Task prompt: Scan the records for the word "rendering". Report each line where it occurs.

[Extracted data entries]
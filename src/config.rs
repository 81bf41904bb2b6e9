use serde::{Deserialize, Serialize};
use std::path::PathBuf;
use std::time::Duration;

use crate::errors::{GraphError, Result};

/// Resource limits applied to each plot-rendering subprocess
#[derive(Debug, Clone, Serialize, Deserialize)]
pub struct ResourceLimits {
    /// Maximum memory in MB
    pub memory_mb: usize,
    /// Maximum CPU time in seconds
    pub cpu_seconds: u64,
    /// Maximum number of processes
    pub max_processes: u64,
    /// Maximum number of threads for numeric libraries
    pub max_threads: u32,
    /// Wall clock timeout
    pub timeout: Duration,
}

impl Default for ResourceLimits {
    fn default() -> Self {
        Self {
            memory_mb: 1024,
            cpu_seconds: 20,
            max_processes: 8,
            max_threads: 4,
            timeout: Duration::from_secs(30),
        }
    }
}

/// Service configuration, built once at startup and passed into constructors.
///
/// Environment variables take the place of a config file; there is no
/// process-global state derived from them after startup.
#[derive(Debug, Clone)]
pub struct ServiceConfig {
    /// OpenAI-compatible API base URL (e.g. an OpenRouter endpoint)
    pub api_base_url: String,
    /// Bearer token for the API
    pub api_key: String,
    /// Model used for conversational responses
    pub chat_model: String,
    /// Model used for plotting-code generation
    pub code_model: String,
    /// Per-request timeout for agent calls
    pub agent_timeout: Duration,
    /// Directory that holds rendered graph images
    pub artifact_dir: PathBuf,
    /// Address the HTTP server binds to
    pub listen_addr: String,
    /// Explicit Python interpreter path; resolved from PATH when unset
    pub python_path: Option<PathBuf>,
    /// Limits for the rendering subprocess
    pub limits: ResourceLimits,
}

impl ServiceConfig {
    /// Load configuration from the environment.
    ///
    /// `PLOTBOT_API_KEY` is required; everything else has a default.
    pub fn from_env() -> Result<Self> {
        let api_key = std::env::var("PLOTBOT_API_KEY").map_err(|_| {
            GraphError::Config("PLOTBOT_API_KEY is not set in the environment".to_string())
        })?;

        let api_base_url = env_or("PLOTBOT_API_BASE_URL", "https://openrouter.ai/api/v1");
        let chat_model = env_or("PLOTBOT_CHAT_MODEL", "openai/gpt-4o-mini");
        let code_model = env_or("PLOTBOT_CODE_MODEL", "openai/gpt-4o-mini");
        let artifact_dir = PathBuf::from(env_or("PLOTBOT_ARTIFACT_DIR", "generated_graphs"));
        let listen_addr = env_or("PLOTBOT_LISTEN_ADDR", "127.0.0.1:5001");
        let python_path = std::env::var("PLOTBOT_PYTHON_PATH").ok().map(PathBuf::from);

        let agent_timeout = std::env::var("PLOTBOT_AGENT_TIMEOUT_SECS")
            .ok()
            .and_then(|v| v.parse::<u64>().ok())
            .map(Duration::from_secs)
            .unwrap_or_else(|| Duration::from_secs(60));

        let mut limits = ResourceLimits::default();
        if let Some(secs) = std::env::var("PLOTBOT_EXEC_TIMEOUT_SECS")
            .ok()
            .and_then(|v| v.parse::<u64>().ok())
        {
            limits.timeout = Duration::from_secs(secs);
        }
        if let Some(mb) = std::env::var("PLOTBOT_EXEC_MEMORY_MB")
            .ok()
            .and_then(|v| v.parse::<usize>().ok())
        {
            limits.memory_mb = mb;
        }

        Ok(Self {
            api_base_url,
            api_key,
            chat_model,
            code_model,
            agent_timeout,
            artifact_dir,
            listen_addr,
            python_path,
            limits,
        })
    }
}

fn env_or(key: &str, default: &str) -> String {
    std::env::var(key).unwrap_or_else(|_| default.to_string())
}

Exercise answer:
/// Resource limits applied to each plot-rendering subprocess
    /// Limits for the rendering subprocess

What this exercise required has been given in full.